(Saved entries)
════════

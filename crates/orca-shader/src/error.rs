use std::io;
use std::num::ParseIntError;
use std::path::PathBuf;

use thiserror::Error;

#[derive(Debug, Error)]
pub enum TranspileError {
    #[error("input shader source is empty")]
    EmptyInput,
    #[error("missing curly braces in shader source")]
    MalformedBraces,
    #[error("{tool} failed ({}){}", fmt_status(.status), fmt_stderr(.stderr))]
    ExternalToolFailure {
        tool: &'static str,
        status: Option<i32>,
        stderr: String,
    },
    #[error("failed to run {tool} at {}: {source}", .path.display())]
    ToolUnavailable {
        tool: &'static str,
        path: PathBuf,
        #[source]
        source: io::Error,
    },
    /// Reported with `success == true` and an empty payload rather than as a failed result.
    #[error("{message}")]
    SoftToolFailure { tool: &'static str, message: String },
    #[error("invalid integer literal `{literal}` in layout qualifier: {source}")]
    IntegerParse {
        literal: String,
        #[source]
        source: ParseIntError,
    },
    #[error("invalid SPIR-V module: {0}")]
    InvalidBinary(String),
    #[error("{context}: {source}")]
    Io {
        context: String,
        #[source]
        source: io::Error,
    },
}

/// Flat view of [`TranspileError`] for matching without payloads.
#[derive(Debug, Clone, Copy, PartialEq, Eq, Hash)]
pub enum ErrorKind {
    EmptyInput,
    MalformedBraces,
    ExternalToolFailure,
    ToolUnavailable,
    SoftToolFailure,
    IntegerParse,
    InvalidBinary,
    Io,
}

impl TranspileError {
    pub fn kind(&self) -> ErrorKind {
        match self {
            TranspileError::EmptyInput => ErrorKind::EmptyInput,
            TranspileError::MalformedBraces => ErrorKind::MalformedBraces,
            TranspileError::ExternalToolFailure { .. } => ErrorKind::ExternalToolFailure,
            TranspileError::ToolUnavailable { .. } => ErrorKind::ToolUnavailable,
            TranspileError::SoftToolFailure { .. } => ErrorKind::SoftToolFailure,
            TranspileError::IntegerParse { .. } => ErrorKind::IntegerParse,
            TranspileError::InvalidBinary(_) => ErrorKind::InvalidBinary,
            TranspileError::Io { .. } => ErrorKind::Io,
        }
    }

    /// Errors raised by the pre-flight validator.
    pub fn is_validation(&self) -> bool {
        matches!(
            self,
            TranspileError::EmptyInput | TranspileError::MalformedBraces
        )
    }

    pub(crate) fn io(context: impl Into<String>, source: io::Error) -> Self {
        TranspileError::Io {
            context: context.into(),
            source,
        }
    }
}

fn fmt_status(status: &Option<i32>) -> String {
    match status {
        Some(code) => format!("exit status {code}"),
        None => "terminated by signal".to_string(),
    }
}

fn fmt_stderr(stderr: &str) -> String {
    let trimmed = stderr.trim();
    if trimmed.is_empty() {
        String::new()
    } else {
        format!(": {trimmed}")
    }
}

════════

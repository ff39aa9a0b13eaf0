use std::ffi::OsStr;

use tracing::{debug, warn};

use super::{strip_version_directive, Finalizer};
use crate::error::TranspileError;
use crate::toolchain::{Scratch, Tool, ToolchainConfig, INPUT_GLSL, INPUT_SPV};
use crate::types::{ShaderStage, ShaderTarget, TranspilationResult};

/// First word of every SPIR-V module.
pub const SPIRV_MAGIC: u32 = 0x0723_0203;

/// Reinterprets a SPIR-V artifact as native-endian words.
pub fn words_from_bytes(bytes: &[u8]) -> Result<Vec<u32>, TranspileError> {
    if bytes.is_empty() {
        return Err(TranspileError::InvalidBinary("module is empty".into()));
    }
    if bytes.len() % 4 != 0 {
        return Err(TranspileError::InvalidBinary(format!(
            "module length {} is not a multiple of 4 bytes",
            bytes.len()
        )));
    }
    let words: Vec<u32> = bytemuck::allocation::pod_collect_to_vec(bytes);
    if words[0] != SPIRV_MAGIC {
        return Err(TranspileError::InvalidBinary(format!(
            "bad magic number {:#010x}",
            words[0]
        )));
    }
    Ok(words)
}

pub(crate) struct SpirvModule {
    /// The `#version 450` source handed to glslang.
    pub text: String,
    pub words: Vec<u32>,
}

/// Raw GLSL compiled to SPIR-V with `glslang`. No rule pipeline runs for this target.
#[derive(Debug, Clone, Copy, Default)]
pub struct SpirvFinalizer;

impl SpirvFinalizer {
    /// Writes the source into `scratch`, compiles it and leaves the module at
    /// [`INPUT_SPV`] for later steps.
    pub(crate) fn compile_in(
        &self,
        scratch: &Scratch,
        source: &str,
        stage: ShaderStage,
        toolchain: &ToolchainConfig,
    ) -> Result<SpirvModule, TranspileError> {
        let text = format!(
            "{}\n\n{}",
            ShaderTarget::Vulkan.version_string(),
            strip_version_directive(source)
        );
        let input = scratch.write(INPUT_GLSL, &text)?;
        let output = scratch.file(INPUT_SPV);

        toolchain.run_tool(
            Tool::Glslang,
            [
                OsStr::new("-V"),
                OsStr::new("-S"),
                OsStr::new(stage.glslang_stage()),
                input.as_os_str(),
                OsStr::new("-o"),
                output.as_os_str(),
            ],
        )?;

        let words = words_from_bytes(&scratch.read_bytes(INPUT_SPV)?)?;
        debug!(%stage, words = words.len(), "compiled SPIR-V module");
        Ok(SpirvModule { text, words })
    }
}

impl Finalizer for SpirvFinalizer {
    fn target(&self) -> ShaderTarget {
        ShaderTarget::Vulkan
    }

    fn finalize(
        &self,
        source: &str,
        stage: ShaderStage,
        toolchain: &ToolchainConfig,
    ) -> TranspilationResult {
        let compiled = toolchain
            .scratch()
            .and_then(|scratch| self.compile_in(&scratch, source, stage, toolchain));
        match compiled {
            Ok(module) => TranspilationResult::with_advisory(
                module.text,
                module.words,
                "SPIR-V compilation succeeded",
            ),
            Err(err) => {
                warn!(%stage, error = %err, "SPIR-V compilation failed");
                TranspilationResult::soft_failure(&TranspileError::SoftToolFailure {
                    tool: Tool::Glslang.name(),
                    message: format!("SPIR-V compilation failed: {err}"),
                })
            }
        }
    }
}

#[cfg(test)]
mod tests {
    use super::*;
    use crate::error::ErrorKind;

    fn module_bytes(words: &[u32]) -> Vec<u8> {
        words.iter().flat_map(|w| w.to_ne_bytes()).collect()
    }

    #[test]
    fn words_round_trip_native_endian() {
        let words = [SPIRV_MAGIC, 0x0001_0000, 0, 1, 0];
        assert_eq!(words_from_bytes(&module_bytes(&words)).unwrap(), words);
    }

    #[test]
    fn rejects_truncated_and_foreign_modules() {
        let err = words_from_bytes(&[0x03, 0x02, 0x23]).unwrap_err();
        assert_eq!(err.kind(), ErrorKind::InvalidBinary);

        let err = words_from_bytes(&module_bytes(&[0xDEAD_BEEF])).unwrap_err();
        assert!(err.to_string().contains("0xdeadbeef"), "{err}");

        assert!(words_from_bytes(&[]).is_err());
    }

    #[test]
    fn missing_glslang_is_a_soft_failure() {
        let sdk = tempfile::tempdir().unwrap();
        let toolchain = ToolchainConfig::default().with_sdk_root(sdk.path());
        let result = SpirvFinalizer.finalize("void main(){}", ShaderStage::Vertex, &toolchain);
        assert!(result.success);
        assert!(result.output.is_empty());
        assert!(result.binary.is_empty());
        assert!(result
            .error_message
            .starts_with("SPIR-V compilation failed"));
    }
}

════════

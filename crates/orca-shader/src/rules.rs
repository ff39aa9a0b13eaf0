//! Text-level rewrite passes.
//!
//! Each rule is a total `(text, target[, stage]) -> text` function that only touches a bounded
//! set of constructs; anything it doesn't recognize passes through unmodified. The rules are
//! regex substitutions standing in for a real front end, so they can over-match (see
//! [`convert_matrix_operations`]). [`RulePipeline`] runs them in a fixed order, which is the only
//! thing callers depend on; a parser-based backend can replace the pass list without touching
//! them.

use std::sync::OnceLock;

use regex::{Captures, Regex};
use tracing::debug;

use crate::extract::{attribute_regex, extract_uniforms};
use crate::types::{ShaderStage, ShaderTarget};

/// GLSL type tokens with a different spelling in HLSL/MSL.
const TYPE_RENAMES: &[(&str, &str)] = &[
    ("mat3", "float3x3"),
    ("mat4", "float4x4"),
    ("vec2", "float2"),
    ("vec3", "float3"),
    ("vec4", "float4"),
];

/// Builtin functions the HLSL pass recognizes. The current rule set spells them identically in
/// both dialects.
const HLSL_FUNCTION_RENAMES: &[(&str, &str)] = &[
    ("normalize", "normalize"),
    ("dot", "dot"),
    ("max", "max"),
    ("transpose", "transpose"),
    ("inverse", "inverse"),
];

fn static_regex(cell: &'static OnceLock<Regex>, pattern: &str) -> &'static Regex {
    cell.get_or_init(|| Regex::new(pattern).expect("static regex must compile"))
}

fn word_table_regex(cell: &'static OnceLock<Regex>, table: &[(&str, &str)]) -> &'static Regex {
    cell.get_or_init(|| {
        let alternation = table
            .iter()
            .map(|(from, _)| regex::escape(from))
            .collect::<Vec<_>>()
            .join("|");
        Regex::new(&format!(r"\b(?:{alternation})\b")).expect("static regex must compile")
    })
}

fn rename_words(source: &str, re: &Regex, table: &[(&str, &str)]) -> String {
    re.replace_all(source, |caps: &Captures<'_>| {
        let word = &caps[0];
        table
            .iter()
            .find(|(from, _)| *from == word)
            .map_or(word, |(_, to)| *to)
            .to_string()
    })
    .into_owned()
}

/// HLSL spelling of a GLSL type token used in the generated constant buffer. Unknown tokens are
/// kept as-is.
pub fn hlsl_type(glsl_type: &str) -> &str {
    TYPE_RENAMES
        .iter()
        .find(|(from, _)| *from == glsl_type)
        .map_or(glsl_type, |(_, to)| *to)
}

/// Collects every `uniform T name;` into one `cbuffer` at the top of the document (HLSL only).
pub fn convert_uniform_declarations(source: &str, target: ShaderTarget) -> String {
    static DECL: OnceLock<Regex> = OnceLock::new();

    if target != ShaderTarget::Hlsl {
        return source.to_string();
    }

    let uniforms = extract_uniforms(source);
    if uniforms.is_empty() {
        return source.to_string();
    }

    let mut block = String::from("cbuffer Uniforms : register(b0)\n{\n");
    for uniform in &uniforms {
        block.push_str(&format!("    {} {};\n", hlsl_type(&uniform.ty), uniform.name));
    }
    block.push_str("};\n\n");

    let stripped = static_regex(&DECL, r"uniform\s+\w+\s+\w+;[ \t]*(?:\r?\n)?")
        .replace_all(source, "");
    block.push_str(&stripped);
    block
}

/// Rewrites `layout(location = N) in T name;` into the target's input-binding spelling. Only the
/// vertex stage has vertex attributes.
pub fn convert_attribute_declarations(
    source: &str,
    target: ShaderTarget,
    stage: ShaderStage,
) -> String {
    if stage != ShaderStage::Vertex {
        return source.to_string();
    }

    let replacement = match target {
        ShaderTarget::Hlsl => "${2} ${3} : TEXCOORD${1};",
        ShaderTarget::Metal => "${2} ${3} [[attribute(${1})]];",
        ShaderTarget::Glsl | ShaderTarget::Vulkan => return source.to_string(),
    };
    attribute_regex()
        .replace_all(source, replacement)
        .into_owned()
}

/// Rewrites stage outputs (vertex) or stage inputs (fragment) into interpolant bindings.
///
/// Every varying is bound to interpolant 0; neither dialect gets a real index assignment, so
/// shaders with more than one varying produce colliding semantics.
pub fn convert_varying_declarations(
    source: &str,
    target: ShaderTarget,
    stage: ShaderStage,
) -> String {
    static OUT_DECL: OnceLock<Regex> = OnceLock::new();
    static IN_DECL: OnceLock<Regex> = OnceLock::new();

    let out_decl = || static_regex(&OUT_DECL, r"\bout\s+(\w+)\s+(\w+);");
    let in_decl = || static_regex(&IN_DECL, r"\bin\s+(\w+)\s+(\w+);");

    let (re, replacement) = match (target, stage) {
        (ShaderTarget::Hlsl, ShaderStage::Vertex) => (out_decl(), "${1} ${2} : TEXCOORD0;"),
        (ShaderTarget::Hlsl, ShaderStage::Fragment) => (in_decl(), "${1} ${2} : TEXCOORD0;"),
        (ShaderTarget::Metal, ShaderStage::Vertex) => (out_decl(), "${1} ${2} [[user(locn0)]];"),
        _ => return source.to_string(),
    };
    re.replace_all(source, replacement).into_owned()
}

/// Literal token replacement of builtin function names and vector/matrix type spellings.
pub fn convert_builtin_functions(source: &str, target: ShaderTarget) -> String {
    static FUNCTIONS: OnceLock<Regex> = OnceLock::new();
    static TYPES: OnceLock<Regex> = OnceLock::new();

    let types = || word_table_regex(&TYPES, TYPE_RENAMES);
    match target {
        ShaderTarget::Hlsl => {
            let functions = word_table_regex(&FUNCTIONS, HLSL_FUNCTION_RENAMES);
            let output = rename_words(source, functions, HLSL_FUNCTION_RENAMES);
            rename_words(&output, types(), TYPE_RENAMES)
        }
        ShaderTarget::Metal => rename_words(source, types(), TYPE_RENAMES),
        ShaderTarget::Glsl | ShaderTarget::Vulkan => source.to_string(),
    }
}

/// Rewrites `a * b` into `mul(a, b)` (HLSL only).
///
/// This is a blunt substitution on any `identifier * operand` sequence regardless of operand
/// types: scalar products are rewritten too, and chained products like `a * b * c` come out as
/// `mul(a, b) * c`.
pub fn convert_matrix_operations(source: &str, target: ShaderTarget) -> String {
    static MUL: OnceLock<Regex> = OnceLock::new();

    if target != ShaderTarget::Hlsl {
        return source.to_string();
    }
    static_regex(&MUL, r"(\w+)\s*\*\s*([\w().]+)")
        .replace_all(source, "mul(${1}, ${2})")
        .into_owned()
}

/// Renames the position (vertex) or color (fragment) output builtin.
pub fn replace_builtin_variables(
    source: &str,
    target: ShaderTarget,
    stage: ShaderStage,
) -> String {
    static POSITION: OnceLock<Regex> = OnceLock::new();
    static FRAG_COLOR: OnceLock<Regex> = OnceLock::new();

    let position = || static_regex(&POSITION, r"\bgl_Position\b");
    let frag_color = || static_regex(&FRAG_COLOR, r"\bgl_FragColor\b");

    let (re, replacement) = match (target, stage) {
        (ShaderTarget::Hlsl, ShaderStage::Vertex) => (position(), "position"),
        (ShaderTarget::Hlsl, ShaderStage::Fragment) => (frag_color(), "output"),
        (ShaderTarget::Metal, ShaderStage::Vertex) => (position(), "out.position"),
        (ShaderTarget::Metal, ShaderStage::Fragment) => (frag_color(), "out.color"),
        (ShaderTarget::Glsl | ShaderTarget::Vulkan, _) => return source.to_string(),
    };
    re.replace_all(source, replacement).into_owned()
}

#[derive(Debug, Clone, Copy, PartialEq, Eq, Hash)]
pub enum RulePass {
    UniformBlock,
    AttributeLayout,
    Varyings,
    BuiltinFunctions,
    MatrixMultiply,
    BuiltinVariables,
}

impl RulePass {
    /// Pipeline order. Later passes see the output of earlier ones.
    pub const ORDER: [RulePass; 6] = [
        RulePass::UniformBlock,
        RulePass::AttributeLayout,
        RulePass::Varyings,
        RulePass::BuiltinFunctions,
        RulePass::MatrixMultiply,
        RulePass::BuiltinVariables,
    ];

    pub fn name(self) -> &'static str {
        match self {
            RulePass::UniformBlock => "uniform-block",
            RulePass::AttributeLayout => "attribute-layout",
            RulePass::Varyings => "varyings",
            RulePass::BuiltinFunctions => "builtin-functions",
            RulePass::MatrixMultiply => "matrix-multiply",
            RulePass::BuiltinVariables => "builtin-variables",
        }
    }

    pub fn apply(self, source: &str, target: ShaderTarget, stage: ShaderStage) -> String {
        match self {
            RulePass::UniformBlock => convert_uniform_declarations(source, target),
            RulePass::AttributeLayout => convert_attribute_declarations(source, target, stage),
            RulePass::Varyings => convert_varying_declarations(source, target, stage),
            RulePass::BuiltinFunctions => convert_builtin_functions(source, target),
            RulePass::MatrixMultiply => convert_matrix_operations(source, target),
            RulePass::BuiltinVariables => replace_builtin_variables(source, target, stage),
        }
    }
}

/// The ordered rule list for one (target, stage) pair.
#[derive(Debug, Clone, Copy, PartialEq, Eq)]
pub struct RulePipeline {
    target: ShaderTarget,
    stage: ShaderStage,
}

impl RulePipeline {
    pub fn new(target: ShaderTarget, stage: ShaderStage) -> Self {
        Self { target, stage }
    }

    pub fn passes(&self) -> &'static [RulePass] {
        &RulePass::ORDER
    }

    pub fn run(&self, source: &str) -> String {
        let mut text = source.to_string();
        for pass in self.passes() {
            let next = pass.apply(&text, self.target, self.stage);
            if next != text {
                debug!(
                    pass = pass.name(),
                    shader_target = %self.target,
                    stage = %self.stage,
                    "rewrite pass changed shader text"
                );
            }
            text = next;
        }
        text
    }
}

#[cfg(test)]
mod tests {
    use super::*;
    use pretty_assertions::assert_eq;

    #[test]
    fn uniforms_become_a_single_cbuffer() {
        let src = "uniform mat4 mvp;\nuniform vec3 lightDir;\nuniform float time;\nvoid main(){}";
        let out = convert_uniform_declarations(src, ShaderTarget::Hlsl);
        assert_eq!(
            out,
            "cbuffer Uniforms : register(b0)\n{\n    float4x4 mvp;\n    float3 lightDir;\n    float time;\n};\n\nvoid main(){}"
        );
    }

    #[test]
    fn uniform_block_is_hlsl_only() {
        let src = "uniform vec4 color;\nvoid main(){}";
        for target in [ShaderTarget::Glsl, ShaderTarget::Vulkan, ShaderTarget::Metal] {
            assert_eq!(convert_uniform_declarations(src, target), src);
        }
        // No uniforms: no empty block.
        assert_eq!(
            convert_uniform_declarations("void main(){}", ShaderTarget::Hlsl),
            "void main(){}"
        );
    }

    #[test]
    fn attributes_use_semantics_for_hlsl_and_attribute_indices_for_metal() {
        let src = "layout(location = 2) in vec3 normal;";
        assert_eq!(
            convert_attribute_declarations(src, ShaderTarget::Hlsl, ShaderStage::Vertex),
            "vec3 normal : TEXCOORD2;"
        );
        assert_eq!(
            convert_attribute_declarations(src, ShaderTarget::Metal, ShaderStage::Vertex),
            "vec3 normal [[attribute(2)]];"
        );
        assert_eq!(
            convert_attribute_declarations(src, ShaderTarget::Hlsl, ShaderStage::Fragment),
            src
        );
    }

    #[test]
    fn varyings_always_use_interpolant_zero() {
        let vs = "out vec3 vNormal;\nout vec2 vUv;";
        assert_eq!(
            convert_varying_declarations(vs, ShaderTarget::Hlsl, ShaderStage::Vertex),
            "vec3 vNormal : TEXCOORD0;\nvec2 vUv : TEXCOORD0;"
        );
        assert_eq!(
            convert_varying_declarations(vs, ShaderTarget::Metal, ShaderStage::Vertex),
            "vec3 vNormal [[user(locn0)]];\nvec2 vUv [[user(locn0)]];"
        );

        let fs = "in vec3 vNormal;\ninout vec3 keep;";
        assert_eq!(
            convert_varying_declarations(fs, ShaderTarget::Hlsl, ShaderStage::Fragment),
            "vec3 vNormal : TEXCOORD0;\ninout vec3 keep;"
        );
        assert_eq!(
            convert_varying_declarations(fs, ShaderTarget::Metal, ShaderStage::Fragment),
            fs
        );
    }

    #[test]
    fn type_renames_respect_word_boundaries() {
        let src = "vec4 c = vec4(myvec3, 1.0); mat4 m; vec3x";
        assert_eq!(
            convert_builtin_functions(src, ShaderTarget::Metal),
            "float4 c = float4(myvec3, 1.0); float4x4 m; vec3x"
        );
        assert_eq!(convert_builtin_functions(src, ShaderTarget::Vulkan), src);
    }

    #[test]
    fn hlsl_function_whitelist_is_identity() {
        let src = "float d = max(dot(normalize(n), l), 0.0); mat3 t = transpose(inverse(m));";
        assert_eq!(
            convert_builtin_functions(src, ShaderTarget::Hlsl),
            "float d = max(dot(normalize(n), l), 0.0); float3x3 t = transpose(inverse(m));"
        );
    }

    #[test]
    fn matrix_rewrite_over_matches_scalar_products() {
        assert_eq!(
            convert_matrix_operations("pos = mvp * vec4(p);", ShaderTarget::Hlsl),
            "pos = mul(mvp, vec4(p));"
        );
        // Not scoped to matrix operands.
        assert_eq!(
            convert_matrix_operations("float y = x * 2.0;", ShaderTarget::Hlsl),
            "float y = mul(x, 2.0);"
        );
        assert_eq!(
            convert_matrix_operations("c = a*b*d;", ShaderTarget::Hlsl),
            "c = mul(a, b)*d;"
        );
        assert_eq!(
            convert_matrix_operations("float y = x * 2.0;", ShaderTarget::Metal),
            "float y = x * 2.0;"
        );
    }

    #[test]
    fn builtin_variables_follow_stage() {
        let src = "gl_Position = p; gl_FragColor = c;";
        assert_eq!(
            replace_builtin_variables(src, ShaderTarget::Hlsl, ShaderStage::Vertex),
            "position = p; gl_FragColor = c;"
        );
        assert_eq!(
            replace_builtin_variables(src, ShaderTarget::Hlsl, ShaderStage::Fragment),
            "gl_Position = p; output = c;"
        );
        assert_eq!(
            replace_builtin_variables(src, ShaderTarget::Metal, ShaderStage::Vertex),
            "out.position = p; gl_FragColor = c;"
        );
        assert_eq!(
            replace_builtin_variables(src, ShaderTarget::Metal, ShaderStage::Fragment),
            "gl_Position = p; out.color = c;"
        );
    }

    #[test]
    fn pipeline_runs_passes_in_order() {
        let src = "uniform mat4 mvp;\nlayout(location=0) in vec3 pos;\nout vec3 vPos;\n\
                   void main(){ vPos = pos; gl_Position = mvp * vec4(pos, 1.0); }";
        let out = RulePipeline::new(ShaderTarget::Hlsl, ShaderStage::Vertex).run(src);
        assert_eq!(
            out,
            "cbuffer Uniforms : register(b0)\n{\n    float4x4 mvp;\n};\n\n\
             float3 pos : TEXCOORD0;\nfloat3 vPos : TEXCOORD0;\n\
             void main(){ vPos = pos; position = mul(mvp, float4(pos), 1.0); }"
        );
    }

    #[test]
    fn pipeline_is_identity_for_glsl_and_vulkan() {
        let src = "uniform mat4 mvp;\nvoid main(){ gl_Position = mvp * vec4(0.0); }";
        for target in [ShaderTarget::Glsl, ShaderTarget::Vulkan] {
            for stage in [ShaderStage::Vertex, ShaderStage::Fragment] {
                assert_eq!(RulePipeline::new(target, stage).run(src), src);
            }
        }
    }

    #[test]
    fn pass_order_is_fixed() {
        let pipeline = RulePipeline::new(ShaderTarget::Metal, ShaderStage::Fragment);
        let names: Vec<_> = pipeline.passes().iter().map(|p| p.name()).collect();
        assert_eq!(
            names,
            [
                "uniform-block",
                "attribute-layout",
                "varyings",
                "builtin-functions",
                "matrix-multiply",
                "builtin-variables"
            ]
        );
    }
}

════════

# Problem details
If the word "ExternalToolFailure" is on a line above, return that line.

# Worked solution
    ExternalToolFailure {
    ExternalToolFailure,
            TranspileError::ExternalToolFailure { .. } => ErrorKind::ExternalToolFailure,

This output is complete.